Google Gemini was rated as producing the most human-like writing among major artificial intelligence chatbots.
TechRadar on April 16 cited an experiment by Open Resource Application (ORA) that gave the same task to 12 widely used AI chatbots and compared the results. It reported that Gemini had the lowest detection rate.
The test asked each model to write a long-form article that reads like it was written by a person. The texts were then run through three detection platforms — Grammarly, QuillBot and GPTZero — to determine whether they were written by AI or a human.
Gemini delivered the most striking result. On Grammarly, text generated by Gemini was detected far less than other models, and on QuillBot it was not classified as AI-written at all. By contrast, GPTZero generally identified most AI-generated text overall.
ORA pointed to differences in sentence structure and narrative development as Gemini's strengths. It said AI detectors generally pick up patterns such as predictable phrasing and repetitive structures, and that Gemini diverged from those patterns. An ORA spokesperson said tools such as GPTZero assess not only predictability but also overall structure. The spokesperson said models that develop ideas rather than recycle familiar phrases become much harder to identify.
ChatGPT, by contrast, scored relatively poorly in the same experiment. ORA said ChatGPT's low ranking was because it was the first large AI to reach the market, adding that many people already know its distinctive style, making it easier for detectors to identify. It added that many later models initially sounded like ChatGPT but later began developing their own styles.
Performance differences among detection tools were also large. Grammarly identified only 43.5 percent of all AI-generated content, the lowest detection capability, while GPTZero recognised about 99 percent, the highest performance. It means the same text can appear human-written or be judged as AI-written depending on which tool is used.

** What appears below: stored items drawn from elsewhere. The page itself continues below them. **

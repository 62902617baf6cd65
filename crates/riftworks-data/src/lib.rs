//! Data-driven station configuration.
//!
//! Reads generator, gift and placement definitions from RON, TOML or JSON
//! files in a data directory and resolves them into the runtime types of
//! `riftworks-station` and `riftworks-spatial`.

pub mod loader;
pub mod schema;

pub use loader::{DataLoadError, StationData, load_station_data, load_station_data_at_rate};
//! Spatial grid module for tile queries and randomized placement.
//!
//! Provides grid coordinates, half-open tile rectangles, the [`TileQuery`]
//! trait the placement search reads from, and [`TileGrid`], a simple
//! in-memory grid implementing it.

use std::collections::{BTreeMap, BTreeSet};
use std::ops::{BitAnd, BitOr};

use riftworks_core::fixed::Fixed64;
use serde::{Deserialize, Serialize};

pub mod placement;
pub use placement::{
    DEFAULT_MAX_ATTEMPTS, PlacementOutcome, PlacementSearch, PlacementSettings,
    find_placement_on_grid,
};

// ---------------------------------------------------------------------------
// Types
// ---------------------------------------------------------------------------

/// A tile position on a grid, in grid-local integer coordinates.
#[derive(Debug, Clone, Copy, PartialEq, Eq, Hash, PartialOrd, Ord, Serialize, Deserialize)]
pub struct GridPosition {
    pub x: i32,
    pub y: i32,
}

impl GridPosition {
    pub fn new(x: i32, y: i32) -> Self {
        Self { x, y }
    }

    /// Centre of this tile in grid-local coordinates.
    pub fn to_local(self, tile_size: Fixed64) -> LocalPosition {
        let half = Fixed64::from_num(0.5);
        LocalPosition {
            x: (Fixed64::from_num(self.x) + half) * tile_size,
            y: (Fixed64::from_num(self.y) + half) * tile_size,
        }
    }
}

/// A continuous position relative to a grid's origin.
#[derive(Debug, Clone, Copy, PartialEq, Eq, Serialize, Deserialize)]
pub struct LocalPosition {
    pub x: Fixed64,
    pub y: Fixed64,
}

impl LocalPosition {
    pub const ORIGIN: LocalPosition = LocalPosition {
        x: Fixed64::ZERO,
        y: Fixed64::ZERO,
    };

    pub fn new(x: Fixed64, y: Fixed64) -> Self {
        Self { x, y }
    }
}

impl std::fmt::Display for LocalPosition {
    fn fmt(&self, f: &mut std::fmt::Formatter<'_>) -> std::fmt::Result {
        write!(f, "({}, {})", self.x, self.y)
    }
}

/// An axis-aligned tile rectangle. Inclusive on the left/bottom edges,
/// exclusive on the right/top edges.
#[derive(Debug, Clone, Copy, PartialEq, Eq, Hash, Serialize, Deserialize)]
pub struct TileRect {
    pub left: i32,
    pub bottom: i32,
    pub right: i32,
    pub top: i32,
}

impl TileRect {
    pub fn new(left: i32, bottom: i32, right: i32, top: i32) -> Self {
        Self {
            left,
            bottom,
            right,
            top,
        }
    }

    /// A rectangle with no tiles.
    pub fn empty() -> Self {
        Self::new(0, 0, 0, 0)
    }

    pub fn width(&self) -> u32 {
        (i64::from(self.right) - i64::from(self.left)).max(0) as u32
    }

    pub fn height(&self) -> u32 {
        (i64::from(self.top) - i64::from(self.bottom)).max(0) as u32
    }

    pub fn area(&self) -> u64 {
        u64::from(self.width()) * u64::from(self.height())
    }

    /// True if the rectangle contains no tiles.
    pub fn is_empty(&self) -> bool {
        self.width() == 0 || self.height() == 0
    }

    pub fn contains(&self, tile: GridPosition) -> bool {
        tile.x >= self.left && tile.x < self.right && tile.y >= self.bottom && tile.y < self.top
    }

    /// Smallest rectangle containing both this one and `tile`.
    pub fn expanded_to(&self, tile: GridPosition) -> Self {
        if self.is_empty() {
            return Self::new(tile.x, tile.y, tile.x + 1, tile.y + 1);
        }
        Self::new(
            self.left.min(tile.x),
            self.bottom.min(tile.y),
            self.right.max(tile.x + 1),
            self.top.max(tile.y + 1),
        )
    }

    /// Scale the rectangle about its centre. Edges are truncated toward zero
    /// after scaling. Non-positive factors produce an empty rectangle.
    pub fn scaled(&self, factor: Fixed64) -> Self {
        if factor <= Fixed64::ZERO || self.is_empty() {
            return Self::empty();
        }
        // Halve before combining so the centre and extents stay in range.
        let half = |v: i32| Fixed64::from_num(v) / Fixed64::from_num(2);
        let (left, right) = (half(self.left), half(self.right));
        let (bottom, top) = (half(self.bottom), half(self.top));
        let cx = left + right;
        let cy = bottom + top;
        let hw = right.saturating_sub(left).saturating_mul(factor);
        let hh = top.saturating_sub(bottom).saturating_mul(factor);
        let edge = |v: Fixed64| v.round_to_zero().saturating_to_num::<i32>();
        Self::new(
            edge(cx.saturating_sub(hw)),
            edge(cy.saturating_sub(hh)),
            edge(cx.saturating_add(hw)),
            edge(cy.saturating_add(hh)),
        )
    }

    /// Iterate over every tile in the rectangle, row by row.
    pub fn tiles(&self) -> impl Iterator<Item = GridPosition> {
        let (left, right) = (self.left, self.right);
        (self.bottom..self.top).flat_map(move |y| (left..right).map(move |x| GridPosition::new(x, y)))
    }
}

// ---------------------------------------------------------------------------
// Occupants
// ---------------------------------------------------------------------------

/// How a physics body participates in collision.
#[derive(Debug, Clone, Copy, PartialEq, Eq, Hash, Serialize, Deserialize)]
pub enum BodyType {
    Static,
    Dynamic,
    Kinematic,
}

/// Bitmask of collision layers.
#[derive(Debug, Clone, Copy, PartialEq, Eq, Hash, Default, Serialize, Deserialize)]
pub struct CollisionMask(pub u32);

impl CollisionMask {
    pub const NONE: CollisionMask = CollisionMask(0);
    pub const OPAQUE: CollisionMask = CollisionMask(1 << 0);
    pub const IMPASSABLE: CollisionMask = CollisionMask(1 << 1);
    pub const MID_IMPASSABLE: CollisionMask = CollisionMask(1 << 2);
    pub const HIGH_IMPASSABLE: CollisionMask = CollisionMask(1 << 3);
    pub const LOW_IMPASSABLE: CollisionMask = CollisionMask(1 << 4);

    pub fn intersects(self, other: CollisionMask) -> bool {
        self.0 & other.0 != 0
    }
}

impl BitOr for CollisionMask {
    type Output = CollisionMask;

    fn bitor(self, rhs: CollisionMask) -> CollisionMask {
        CollisionMask(self.0 | rhs.0)
    }
}

impl BitAnd for CollisionMask {
    type Output = CollisionMask;

    fn bitand(self, rhs: CollisionMask) -> CollisionMask {
        CollisionMask(self.0 & rhs.0)
    }
}

/// An object anchored to a tile, as seen by the physics query.
#[derive(Debug, Clone, Copy, PartialEq, Eq, Serialize, Deserialize)]
pub struct Occupant {
    pub body_type: BodyType,
    pub hard: bool,
    pub collision_layer: CollisionMask,
}

impl Occupant {
    /// A hard static wall-like body on the impassable layer.
    pub fn wall() -> Self {
        Self {
            body_type: BodyType::Static,
            hard: true,
            collision_layer: CollisionMask::OPAQUE | CollisionMask::IMPASSABLE,
        }
    }

    /// True if nothing can be placed on a tile this occupant is anchored to:
    /// a hard static body on the impassable layer.
    pub fn blocks_placement(&self) -> bool {
        self.body_type == BodyType::Static
            && self.hard
            && self.collision_layer.intersects(CollisionMask::IMPASSABLE)
    }
}

// ---------------------------------------------------------------------------
// TileQuery
// ---------------------------------------------------------------------------

/// Read-only view of a grid used by the placement search.
pub trait TileQuery {
    /// Bounding rectangle of the grid's tiles.
    fn bounds(&self) -> TileRect;

    /// The grid's own reference point, used when no tile can be validated.
    fn origin(&self) -> LocalPosition {
        LocalPosition::ORIGIN
    }

    /// Edge length of one tile in local units.
    fn tile_size(&self) -> Fixed64 {
        Fixed64::from_num(1)
    }

    /// True if the tile is outside playable space (no floor, open space).
    fn is_out_of_bounds(&self, tile: GridPosition) -> bool;

    /// True if gas cannot flow through the tile.
    fn is_impassable_to_flow(&self, tile: GridPosition) -> bool;

    /// Objects anchored to the tile.
    fn anchored_occupants(&self, tile: GridPosition) -> &[Occupant];
}

/// Errors from grid edits.
#[derive(Debug, thiserror::Error, PartialEq, Eq)]
pub enum SpatialError {
    #[error("no floor at ({}, {})", .0.x, .0.y)]
    NoFloor(GridPosition),
    #[error("tile ({}, {}) still has anchored occupants", .0.x, .0.y)]
    Occupied(GridPosition),
}

// ---------------------------------------------------------------------------
// TileGrid
// ---------------------------------------------------------------------------

/// In-memory grid: a set of floor tiles, an air-blocked overlay, and the
/// occupants anchored to each tile.
#[derive(Debug, Clone, Serialize, Deserialize)]
pub struct TileGrid {
    floor: BTreeSet<GridPosition>,
    air_blocked: BTreeSet<GridPosition>,
    anchored: BTreeMap<GridPosition, Vec<Occupant>>,
    tile_size: Fixed64,
    origin: LocalPosition,
}

impl Default for TileGrid {
    fn default() -> Self {
        Self::new()
    }
}

impl TileGrid {
    pub fn new() -> Self {
        Self {
            floor: BTreeSet::new(),
            air_blocked: BTreeSet::new(),
            anchored: BTreeMap::new(),
            tile_size: Fixed64::from_num(1),
            origin: LocalPosition::ORIGIN,
        }
    }

    /// A grid with every tile of `rect` floored.
    pub fn filled(rect: TileRect) -> Self {
        let mut grid = Self::new();
        grid.fill_floor(rect);
        grid
    }

    pub fn with_tile_size(mut self, tile_size: Fixed64) -> Self {
        self.tile_size = tile_size;
        self
    }

    pub fn with_origin(mut self, origin: LocalPosition) -> Self {
        self.origin = origin;
        self
    }

    // -- Floor --

    pub fn set_floor(&mut self, tile: GridPosition) {
        self.floor.insert(tile);
    }

    pub fn fill_floor(&mut self, rect: TileRect) {
        self.floor.extend(rect.tiles());
    }

    /// Remove the floor under a tile. Fails while anything is anchored there.
    pub fn remove_floor(&mut self, tile: GridPosition) -> Result<(), SpatialError> {
        if self.anchored.get(&tile).is_some_and(|o| !o.is_empty()) {
            return Err(SpatialError::Occupied(tile));
        }
        self.floor.remove(&tile);
        self.air_blocked.remove(&tile);
        Ok(())
    }

    pub fn has_floor(&self, tile: GridPosition) -> bool {
        self.floor.contains(&tile)
    }

    pub fn floor_count(&self) -> usize {
        self.floor.len()
    }

    // -- Atmosphere --

    pub fn set_air_blocked(&mut self, tile: GridPosition, blocked: bool) {
        if blocked {
            self.air_blocked.insert(tile);
        } else {
            self.air_blocked.remove(&tile);
        }
    }

    // -- Anchoring --

    /// Anchor an occupant to a floored tile.
    pub fn anchor(&mut self, tile: GridPosition, occupant: Occupant) -> Result<(), SpatialError> {
        if !self.floor.contains(&tile) {
            return Err(SpatialError::NoFloor(tile));
        }
        self.anchored.entry(tile).or_default().push(occupant);
        Ok(())
    }

    /// Remove and return everything anchored to a tile.
    pub fn unanchor_all(&mut self, tile: GridPosition) -> Vec<Occupant> {
        self.anchored.remove(&tile).unwrap_or_default()
    }
}

impl TileQuery for TileGrid {
    fn bounds(&self) -> TileRect {
        self.floor
            .iter()
            .fold(TileRect::empty(), |rect, &tile| rect.expanded_to(tile))
    }

    fn origin(&self) -> LocalPosition {
        self.origin
    }

    fn tile_size(&self) -> Fixed64 {
        self.tile_size
    }

    fn is_out_of_bounds(&self, tile: GridPosition) -> bool {
        !self.floor.contains(&tile)
    }

    fn is_impassable_to_flow(&self, tile: GridPosition) -> bool {
        self.air_blocked.contains(&tile)
    }

    fn anchored_occupants(&self, tile: GridPosition) -> &[Occupant] {
        self.anchored.get(&tile).map(Vec::as_slice).unwrap_or(&[])
    }
}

Such differences can lead to more direct problems in real-world use. The article cited examples such as a student assignment passing one detector and being flagged by another, or office workers' documents drawing suspicion depending on which software is used. It shows that criteria for judging the source and trustworthiness of writing online can vary by tool.
At the same time, patterns in AI writing are not converging on a single style and are becoming more diverse. A recent study also suggested that about half of online content may have been generated by AI. As models diverge in style, detection methods that assume a single AI writing style are increasingly running into limits.
The test ultimately shows that Gemini is not simply writing well but producing output that reads more like human writing. Detection tools may improve and other models may develop in a similar direction, but for now the basis for clearly distinguishing human and AI writing is becoming less stable.